====== Listed entries ======

//! Parser Types
//!
//! Shared types produced by the parser: source positions, raw (unresolved)
//! arguments, and parsed commands. Substitution ($ ~ # {}) happens later,
//! in `exec::substitution` -- the parser only separates source text into
//! quoting categories.

use std::fmt;
use indexmap::IndexMap;

/// 1-based source position. Survives concatenation/line offsetting used
/// when executing nested macro bodies (spec.md §4.1 invariant).
#[derive(Debug, Clone, Copy, PartialEq, Eq, Default)]
pub struct Position {
    pub line: usize,
    pub column: usize,
}

impl Position {
    pub const fn start() -> Self {
        Self { line: 1, column: 1 }
    }

    /// Offset this position by a macro body's definition line/column, the
    /// way the executor re-bases parse errors raised while executing a
    /// macro's stored commands back onto the macro's definition site.
    pub fn offset(&self, line_offset: usize, column_offset: usize) -> Self {
        if self.line == 1 {
            Position { line: self.line + line_offset, column: self.column + column_offset }
        } else {
            Position { line: self.line + line_offset, column: self.column }
        }
    }
}

impl fmt::Display for Position {
    fn fmt(&self, f: &mut fmt::Formatter<'_>) -> fmt::Result {
        write!(f, "{}:{}", self.line, self.column)
    }
}

/// An argument's quoting category, preserved verbatim so the substitution
/// engine can apply the right expansion/escaping rules (spec.md §4.1-4.2).
#[derive(Debug, Clone, PartialEq, Eq)]
pub enum RawArg {
    /// Unquoted text; `$`/`~`/`#`/`{}` substitutions apply.
    Bare(String),
    /// `"…"`; substitutions apply, but the result is known to have been
    /// quoted (preserves identity vs. a bare symbol per spec.md §3.1).
    Double(String),
    /// `'…'`; no substitution at all.
    Single(String),
    /// `(…)`; unparsed, possibly-nested parenthesized source text.
    Paren(String),
}

impl RawArg {
    pub fn source_text(&self) -> &str {
        match self {
            RawArg::Bare(s) | RawArg::Double(s) | RawArg::Single(s) | RawArg::Paren(s) => s,
        }
    }
}

/// Separator preceding a `ParsedCommand` in its sequence (the separator
/// that terminated the *previous* command, `None` for the first command).
#[derive(Debug, Clone, Copy, PartialEq, Eq)]
pub enum Separator {
    Sequence, // ';'
    Then,     // '&'
    Else,     // '|'
    None,
}

impl Separator {
    pub fn as_str(&self) -> &'static str {
        match self {
            Separator::Sequence => ";",
            Separator::Then => "&",
            Separator::Else => "|",
            Separator::None => "",
        }
    }
}

/// One parsed command: name, positional/named arguments, the separator
/// that led into it, and its source position.
#[derive(Debug, Clone, PartialEq)]
pub struct ParsedCommand {
    pub command: String,
    pub args: Vec<RawArg>,
    pub named_args: IndexMap<String, RawArg>,
    pub separator: Separator,
    pub position: Position,
}

pub const MAX_INPUT_SIZE: usize = 1_000_000;
pub const MAX_PARSER_DEPTH: usize = 200;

======

(Task details):
Filter the listing for the word "spec" and copy each line that has it.

(Output for this task):
/// when executing nested macro bodies (spec.md §4.1 invariant).
/// engine can apply the right expansion/escaping rules (spec.md §4.1-4.2).
    /// quoted (preserves identity vs. a bare symbol per spec.md §3.1).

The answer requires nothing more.